Buckeye Partners’ capital expenditure
Buckeye Partners’ (BPL) capital expenditures for the first nine months of 2015 were ~$433.1 million. This is 43.9% higher than what BPL spent during the first nine months of 2014.
The increase in BPL’s total capital expenditure was driven by higher maintenance capital expenditures and investment in expansion opportunities, including:
- 1 million barrels of refrigerated LPG storage facility
- 5 million barrels of condensate and naphtha storage
- 50,000 barrels per day condensate splitter
BPL’s 2015 capital expenditure is expected to lie in the range of $585 million–$645 million. The majority of BPL’s 2015 capex is allocated to its Global Marine Terminal segment. This mainly includes the Buckeye Texas Partners’ midstream platform in the Gulf Coast, which BPL acquired from Trafigura.

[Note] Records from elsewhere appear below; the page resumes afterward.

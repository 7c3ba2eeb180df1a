//! Core mailbox traits and supporting types for actor message queuing.
//!
//! This module provides the foundational traits and types for the mailbox system:
//! - `MailboxReceiver<M>`: Generic mailbox trait for receiving messages
//! - `MailboxSender<M>`: Generic sender trait for sending messages
//! - `MailboxCapacity`: Capacity configuration (bounded/unbounded)
//! - `MailboxError`: Comprehensive error types
//! - `MailboxMetrics`: Message tracking and monitoring
//!
//! # Design Principles
//!
//! - **Zero-cost abstractions**: Generic constraints instead of trait objects (§6.2)
//! - **Type safety**: Compile-time message type verification
//! - **Async support**: Full async/await integration with tokio
//! - **Metrics tracking**: Built-in monitoring for observability
//!
//! # Example
//!
//! ```ignore
//! // Full example will be available after Phase 2 (BoundedMailbox implementation)
//! use sdsc_rt::mailbox::{MailboxReceiver, BoundedMailbox};
//! use sdsc_rt::message::Message;
//!
//! #[derive(Debug, Clone)]
//! struct MyMessage { data: String }
//!
//! impl Message for MyMessage {
//!     const MESSAGE_TYPE: &'static str = "my_message";
//! }
//!
//! # async fn example() {
//! // Create bounded mailbox with capacity 100
//! let (receiver, sender) = BoundedMailbox::<MyMessage>::new(100);
//! # }
//! ```

// Layer 1: Standard library imports
use std::error::Error;

// Layer 2: Third-party crate imports
use async_trait::async_trait;
use chrono::{DateTime, Utc}; // §3.2 MANDATORY

// Layer 3: Internal module imports
use crate::message::{Message, MessageEnvelope};

/// Mailbox receiver trait with generic constraints for zero-cost abstractions.
///
/// This trait defines the interface for receiving messages from actor mailboxes.
/// The receiver is owned by a single actor and is responsible for processing
/// incoming messages from the queue.
///
/// # Type Safety
///
/// The receiver is generic over the message type M, ensuring compile-time
/// type safety without runtime dispatch or type erasure (§6.2).
///
/// # Ownership
///
/// Unlike `MailboxSender` which is `Clone`, the receiver is NOT cloneable
/// and is owned exclusively by one actor, following the actor model pattern.
///
/// # Example
///
/// ```ignore
/// // Full example will be available after Phase 2 (BoundedMailbox implementation)
/// use sdsc_rt::mailbox::{MailboxReceiver, BoundedMailbox};
/// use sdsc_rt::message::Message;
///
/// #[derive(Debug, Clone)]
/// struct MyMessage { data: String }
///
/// impl Message for MyMessage {
///     const MESSAGE_TYPE: &'static str = "my_message";
/// }
///
/// # async fn example() {
/// // Type-safe mailbox creation
/// let (receiver, sender) = BoundedMailbox::<MyMessage>::new(100);
/// assert_eq!(receiver.capacity(), MailboxCapacity::Bounded(100));
/// # }
/// ```
#[async_trait]
pub trait MailboxReceiver<M: Message>: Send + Sync {
    /// Error type for mailbox operations
    type Error: Error + Send + Sync + 'static;

    /// Receive the next message from the mailbox (async)
    ///
    /// Returns None if the mailbox is closed and empty.
    /// This is the primary method for actors to receive messages.
    async fn recv(&mut self) -> Option<MessageEnvelope<M>>;

    /// Try to receive a message without blocking
    ///
    /// Returns `TryRecvError::Empty` if no messages are available.
    /// Returns `TryRecvError::Closed` if the mailbox is closed.
    fn try_recv(&mut self) -> Result<MessageEnvelope<M>, TryRecvError>;

    /// Get the mailbox capacity configuration
    fn capacity(&self) -> MailboxCapacity;

    /// Get the current number of messages in the mailbox
    ///
    /// Note: This is an approximation based on sent/received counters.
    fn len(&self) -> usize;

    /// Check if the mailbox is empty
    fn is_empty(&self) -> bool {
        self.len() == 0
    }
}

/// Sender interface for mailboxes with backpressure support.
///
/// The sender is cloneable and can be shared across multiple actors
/// for message delivery to a single mailbox.
///
/// # Cloning
///
/// Senders implement `Clone` cheaply (typically via `Arc` internally),
/// allowing multiple references to the same mailbox.
///
/// # Example
///
/// ```ignore
/// // Full example will be available after Phase 2 (BoundedMailbox implementation)
/// use sdsc_rt::mailbox::{BoundedMailbox, MailboxSender};
/// use sdsc_rt::message::{Message, MessageEnvelope};
///
/// #[derive(Debug, Clone)]
/// struct MyMessage;
/// impl Message for MyMessage {
///     const MESSAGE_TYPE: &'static str = "my_message";
/// }
///
/// # async fn example() {
/// let (mailbox, sender) = BoundedMailbox::<MyMessage>::new(100);
/// let sender_clone = sender.clone(); // Can be shared
///
/// // Send from cloned sender
/// sender_clone.send(MessageEnvelope::new(MyMessage)).await.unwrap();
/// # }
/// ```
#[async_trait]
pub trait MailboxSender<M: Message>: Send + Sync + Clone {
    /// Error type for send operations
    type Error: Error + Send + Sync + 'static;

    /// Send a message (async, may block with backpressure)
    ///
    /// Behavior depends on the backpressure strategy:
    /// - Block: Wait for space to become available
    /// - DropOldest/DropNewest: Drop messages according to strategy
    /// - Error: Return error immediately if full
    ///
    /// # Errors
    ///
    /// Returns `Self::Error` if the mailbox is closed or send fails.
    async fn send(&self, envelope: MessageEnvelope<M>) -> Result<(), Self::Error>;

    /// Try to send a message without blocking
    ///
    /// Returns an error immediately if the mailbox is full or closed.
    ///
    /// # Errors
    ///
    /// Returns `Self::Error` if the mailbox is full or closed.
    fn try_send(&self, envelope: MessageEnvelope<M>) -> Result<(), Self::Error>;
}

/// Mailbox capacity configuration
///
/// Defines whether a mailbox has a bounded or unbounded capacity.
///
/// # Example
///
/// ```rust
/// use sdsc_rt::mailbox::MailboxCapacity;
///
/// let bounded = MailboxCapacity::Bounded(100);
/// let unbounded = MailboxCapacity::Unbounded;
///
/// assert_eq!(bounded, MailboxCapacity::Bounded(100));
/// assert_eq!(unbounded, MailboxCapacity::Unbounded);
/// ```
#[derive(Debug, Clone, Copy, PartialEq, Eq)]
pub enum MailboxCapacity {
    /// Bounded mailbox with maximum capacity
    Bounded(usize),

    /// Unbounded mailbox (no capacity limit)
    Unbounded,
}

/// Mailbox error types
///
/// Comprehensive error types for mailbox operations with contextual information.
///
/// # Examples
///
/// ```rust
/// use sdsc_rt::mailbox::MailboxError;
/// use chrono::Utc;
///
/// let err = MailboxError::Full { capacity: 100 };
/// assert!(err.to_string().contains("full"));
/// assert!(err.to_string().contains("100"));
///
/// let err = MailboxError::Closed;
/// assert_eq!(err.to_string(), "Mailbox is closed");
/// ```
#[derive(Debug, thiserror::Error)]
pub enum MailboxError {
    /// Mailbox is full (bounded mailboxes only)
    #[error("Mailbox is full (capacity: {capacity})")]
    Full { capacity: usize },

    /// Mailbox is closed (receiver dropped)
    #[error("Mailbox is closed")]
    Closed,

    /// Backpressure strategy was applied
    #[error("Backpressure applied: {strategy:?}")]
    BackpressureApplied {
        strategy: crate::mailbox::BackpressureStrategy,
    },

    /// Message TTL expired (§3.2 chrono DateTime<Utc>)
    #[error("TTL expired for message at {timestamp}")]
    TtlExpired { timestamp: DateTime<Utc> },
}

/// Try receive error types
///
/// Error types for non-blocking receive operations.
///
/// # Examples
///
/// ```rust
/// use sdsc_rt::mailbox::TryRecvError;
///
/// let err = TryRecvError::Empty;
/// assert_eq!(err.to_string(), "Mailbox is empty");
///
/// let err = TryRecvError::Closed;
/// assert_eq!(err.to_string(), "Mailbox is closed");
/// ```
#[derive(Debug, thiserror::Error)]
pub enum TryRecvError {
    /// Mailbox is empty (no messages available)
    #[error("Mailbox is empty")]
    Empty,

    /// Mailbox is closed (receiver dropped)
    #[error("Mailbox is closed")]
    Closed,
}

#[cfg(test)]
mod tests {
    use super::*;

    #[test]
    fn test_mailbox_capacity_bounded() {
        let cap = MailboxCapacity::Bounded(100);
        assert_eq!(cap, MailboxCapacity::Bounded(100));

        match cap {
            MailboxCapacity::Bounded(size) => assert_eq!(size, 100),
            MailboxCapacity::Unbounded => {
                // Fail test if we get Unbounded instead of Bounded
                assert_eq!(
                    cap,
                    MailboxCapacity::Bounded(100),
                    "Expected Bounded variant"
                );
            }
        }
    }

    #[test]
    fn test_mailbox_capacity_unbounded() {
        let cap = MailboxCapacity::Unbounded;
        assert_eq!(cap, MailboxCapacity::Unbounded);
        assert_ne!(cap, MailboxCapacity::Bounded(100));
    }

    #[test]
    fn test_mailbox_capacity_equality() {
        assert_eq!(MailboxCapacity::Bounded(100), MailboxCapacity::Bounded(100));
        assert_ne!(MailboxCapacity::Bounded(100), MailboxCapacity::Bounded(200));
        assert_eq!(MailboxCapacity::Unbounded, MailboxCapacity::Unbounded);
    }

    #[test]
    fn test_mailbox_error_full() {
        let err = MailboxError::Full { capacity: 100 };
        let msg = err.to_string();
        assert!(msg.contains("full"));
        assert!(msg.contains("100"));
    }

    #[test]
    fn test_mailbox_error_closed() {
        let err = MailboxError::Closed;
        assert_eq!(err.to_string(), "Mailbox is closed");
    }

    #[test]
    fn test_mailbox_error_ttl_expired() {
        let now = Utc::now();
        let err = MailboxError::TtlExpired { timestamp: now };
        let msg = err.to_string();
        assert!(msg.contains("TTL expired"));
    }

    #[test]
    fn test_try_recv_error_empty() {
        let err = TryRecvError::Empty;
        assert_eq!(err.to_string(), "Mailbox is empty");
    }

    #[test]
    fn test_try_recv_error_closed() {
        let err = TryRecvError::Closed;
        assert_eq!(err.to_string(), "Mailbox is closed");
    }
}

Buckeye Partners’ distributable cash flows
Distributable cash flow is calculated by adjusting net income for certain non-cash charges and maintenance expenditures. BPL’s 3Q15 distributable cash flow was up 8.2% year-over-year (YoY) versus 3Q14.
The partnership’s 4Q15 distributable cash flow is expected to be driven by the recent projects placed into service, including the condensate splitter and the refrigerated LPG storage capacity discussed above.
Buckeye Partners’ distributions
Buckeye Partners’ distributions have continued to grow over the past several quarters. BPL declared a distribution of $1.175 per unit for 3Q15. This represents an ~4.4% YoY increase over 3Q14 and an ~1.1% sequential increase over 2Q15.
Wall Street analysts expect BPL to grow its distributions by 4.49% in 4Q15 on a YoY basis. We have to wait and see whether BPL continues to grow its distribution, keeping in mind its low distribution coverage and the current challenging market environment.
BPL’s peers Sunoco Logistics (SXL), NuStar Energy (NS), and VTTI Energy Partners (VTTI) are expected to grow their 4Q15 distributions by 24.04%, 0.46%, and 14.29% YoY. BPL forms ~5.7% of the Global X MLP ETF (MLPA).